Les différences de réponses entre étudiants et Alumni s’expliquent aussi par la position qu’ils occupent dans les mécanismes décisionnels. Si les étudiants ont une bonne connaissance des institutions, ils ne disposent pas, contrairement à leurs prédécesseurs, d’un regard intérieur sur le système politique. Autrement dit, alors que les Alumni se situent du côté de ceux qui prennent les décisions, les élèves actuels n’en sont encore qu’au stade où ils ressentent les effets de ces décisions. « Étant partie prenante des décisions, les Alumni sont davantage convaincus que si les mécanismes politiques sont imparfaits, ce n’est pas parce que les décideurs ne s’intéressent pas au plus grand nombre, mais parce qu’il est difficile de satisfaire le plus grand nombre, explique Emmanuel Rivière. Comme ils ont un regard de l’intérieur, les anciens voient les choses qui marchent, ce que les étudiants voient moins ». Cette perspective interne aux mécanismes décisionnels, propre aux Alumni, est également responsable de leur faible engouement pour la participation citoyenne. En effet, selon Luc Rouban, « les Alumni voient les limites de la participation du fait qu’ils sont eux-mêmes dans les mécanismes de décision ».

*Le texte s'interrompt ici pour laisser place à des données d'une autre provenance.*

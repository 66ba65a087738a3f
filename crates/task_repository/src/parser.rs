//! Specification document parser
//!
//! Recognizes the fixed checkbox line grammar:
//!
//! ```text
//! - [ ] 1. Top-level task          (pending)
//! - [-] 2. In-progress task       (in progress)
//! - [x] 3. Completed task         (completed)
//! - [ ]* 4. Optional task         (optional marker after the status)
//!   - free-form description line
//!   - [ ] 4.1 Subtask, one level deeper
//!   - _Requirements: 1.2, REQ-7_
//!   - _Dependencies: 1, 3_
//! ```
//!
//! Lines beneath a task that do not match the grammar are description
//! text attached to the innermost enclosing task.

use std::collections::HashSet;
use std::path::Path;

use once_cell::sync::Lazy;
use regex::Regex;

use automation_core::{SourceLocation, Task, TaskDocument, TaskId, TaskStatus};

use crate::error::{RepositoryError, Result};

/// Matches a checkbox line and captures indent, status marker, optional
/// marker and the rest of the line.
pub(crate) static TASK_LINE: Lazy<Regex> = Lazy::new(|| {
    Regex::new(r"^(?P<indent>[ \t]*)- \[(?P<marker>[ xX-])\](?P<optional>\*)?[ \t]+(?P<rest>\S.*)$")
        .expect("task line pattern is valid")
});

/// Splits the task identifier off the title, tolerating a trailing dot
/// after the number (`1. Title` and `1.2 Title` both parse).
static ID_TITLE: Lazy<Regex> = Lazy::new(|| {
    Regex::new(r"^(?P<id>\d+(?:\.\d+)*)\.?[ \t]+(?P<title>.+)$").expect("id pattern is valid")
});

static REQUIREMENTS_LINE: Lazy<Regex> = Lazy::new(|| {
    Regex::new(r"^[ \t]*(?:- )?_Requirements:[ \t]*(?P<refs>.+?)_[ \t]*$")
        .expect("requirements pattern is valid")
});

static DEPENDENCIES_LINE: Lazy<Regex> = Lazy::new(|| {
    Regex::new(r"^[ \t]*(?:- )?_Dependencies:[ \t]*(?P<refs>.+?)_[ \t]*$")
        .expect("dependencies pattern is valid")
});

/// A recognized checkbox line, before tree placement.
struct MarkerLine {
    indent: usize,
    id: TaskId,
    title: String,
    status: TaskStatus,
    optional: bool,
}

fn recognize_marker_line(line: &str) -> Option<MarkerLine> {
    let captures = TASK_LINE.captures(line)?;
    let rest = captures.name("rest")?.as_str();
    let id_captures = ID_TITLE.captures(rest)?;
    let id: TaskId = id_captures.name("id")?.as_str().parse().ok()?;
    let marker = captures.name("marker")?.as_str().chars().next()?;

    Some(MarkerLine {
        indent: captures.name("indent")?.as_str().len(),
        id,
        title: id_captures.name("title")?.as_str().trim_end().to_string(),
        status: TaskStatus::from_marker(marker)?,
        optional: captures.name("optional").is_some(),
    })
}

/// Parse one specification document into a task tree.
///
/// Structural problems (duplicate identifiers, orphan subtasks,
/// dependency errors) fail the whole document; the caller decides
/// whether to continue with other documents.
pub fn parse_document(path: &Path, content: &str) -> Result<TaskDocument> {
    let mut tasks: Vec<Task> = Vec::new();
    let mut seen: HashSet<TaskId> = HashSet::new();
    let mut line_count = 0usize;

    for (index, raw_line) in content.lines().enumerate() {
        let line_number = index + 1;
        line_count = line_number;

        if let Some(marker) = recognize_marker_line(raw_line) {
            place_task(path, &mut tasks, &mut seen, marker, line_number)?;
            continue;
        }

        // Non-marker lines attach to the innermost enclosing task.
        let Some(task) = innermost_task(&mut tasks) else {
            continue;
        };

        if let Some(captures) = REQUIREMENTS_LINE.captures(raw_line) {
            task.requirements.extend(
                split_refs(&captures["refs"]).map(str::to_string),
            );
        } else if let Some(captures) = DEPENDENCIES_LINE.captures(raw_line) {
            for reference in split_refs(&captures["refs"]) {
                let id = reference.parse::<TaskId>().map_err(|_| {
                    RepositoryError::InvalidDependency {
                        document: path.to_path_buf(),
                        line: line_number,
                        reference: reference.to_string(),
                    }
                })?;
                task.depends_on.push(id);
            }
        } else if !raw_line.trim().is_empty() {
            task.description.push(strip_list_prefix(raw_line).to_string());
        }
    }

    let document = TaskDocument::new(path.to_path_buf(), tasks, line_count);
    validate_dependencies(&document)?;
    Ok(document)
}

fn place_task(
    path: &Path,
    tasks: &mut Vec<Task>,
    seen: &mut HashSet<TaskId>,
    marker: MarkerLine,
    line_number: usize,
) -> Result<()> {
    if !seen.insert(marker.id.clone()) {
        return Err(RepositoryError::DuplicateTaskId {
            document: path.to_path_buf(),
            id: marker.id,
            line: line_number,
        });
    }

    let mut task = Task::new(
        marker.id.clone(),
        marker.title,
        SourceLocation {
            document: path.to_path_buf(),
            line: line_number,
        },
    );
    task.status = marker.status;
    task.optional = marker.optional;

    if marker.indent == 0 {
        if marker.id.depth() != 1 {
            // A nested identifier at top level has no parent to attach to.
            return Err(RepositoryError::UnknownParent {
                document: path.to_path_buf(),
                id: marker.id,
                line: line_number,
            });
        }
        tasks.push(task);
        return Ok(());
    }

    let Some(parent) = tasks.last_mut() else {
        return Err(RepositoryError::SubtaskOutsideTask {
            document: path.to_path_buf(),
            line: line_number,
        });
    };

    // Subtasks nest exactly one level below their parent.
    if marker.id.parent().as_ref() != Some(&parent.id) {
        return Err(RepositoryError::UnknownParent {
            document: path.to_path_buf(),
            id: marker.id,
            line: line_number,
        });
    }

    parent.subtasks.push(task);
    Ok(())
}

/// The task a free-form line belongs to: the last subtask of the last
/// task if one exists, otherwise the last task itself.
fn innermost_task(tasks: &mut [Task]) -> Option<&mut Task> {
    let task = tasks.last_mut()?;
    if task.subtasks.is_empty() {
        Some(task)
    } else {
        task.subtasks.last_mut()
    }
}

fn split_refs(refs: &str) -> impl Iterator<Item = &str> {
    refs.split(',').map(str::trim).filter(|s| !s.is_empty())
}

fn strip_list_prefix(line: &str) -> &str {
    let trimmed = line.trim_start();
    trimmed.strip_prefix("- ").unwrap_or(trimmed).trim_end()
}

/// Declared dependencies must reference tasks in the same document and
/// must not form a cycle.
fn validate_dependencies(document: &TaskDocument) -> Result<()> {
    let known: HashSet<&TaskId> = document.flatten().iter().map(|t| &t.id).collect();

    for task in document.flatten() {
        for dep in &task.depends_on {
            if !known.contains(dep) {
                return Err(RepositoryError::UnknownDependency {
                    document: document.path.clone(),
                    id: task.id.clone(),
                    depends_on: dep.clone(),
                });
            }
        }
    }

    crate::eligibility::detect_cycles(document)
}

… mais aussi de profils socio-professionnels

Une autre explication possible aux divergences entre Alumni et étudiants tient dans leurs différences de profils socio-professionnels. Effectivement, les étudiants de la rue Saint-Guillaume d’aujourd’hui ne sont pas les mêmes que ceux d’hier et ce en raison de l’élargissement de l’horizon et donc des procédures de recrutement de l’école. Par exemple, la Convention éducation prioritaire (CEP), créée en 2001, vise à faciliter l’entrée d’élèves issus de lycées relevant de l’éducation prioritaire. Quant au nombre de boursiers du Crous à Sciences Po, il est passé de 12 % en 2008 à 26 % en 2018. Il y a là une «  diversification sociale du recrutement  », selon Luc Rouban, qui change le profil socio-professionnel moyen de l’étudiant à Sciences Po. Et donc, potentiellement, leur regard sur nos institutions et leurs (dys)fonctionnements.  


Méthodologie

Ce sondage a été réalisé, par mail, du 17 au 25 avril 2019. Un questionnaire comprenant 15 questions a été envoyé à l’ensemble des étudiants et anciens élèves de Sciences Po présents dans notre annuaire. 998 Alumni et 551 étudiants de Sciences Po. La majorité des questions proviennent du baromètre de la confiance politique, enquête menée chaque année par le CEVIPOF auprès d’un échantillon représentatif de la population française. En reprenant les mêmes questions, nous avons pu comparer les réponses des Sciences Po avec les réponses obtenues lors de la vague n°10 du baromètre, parue en janvier 2019.

L’enquête menée par le magazine Émile auprès des élèves et anciens élèves de Sciences Po n’a pas été menée par un institut de sondage, elle ne garantit donc pas la représentativité de l’ensemble de la communauté des Sciences Po, mais permet simplement d’en donner un aperçu.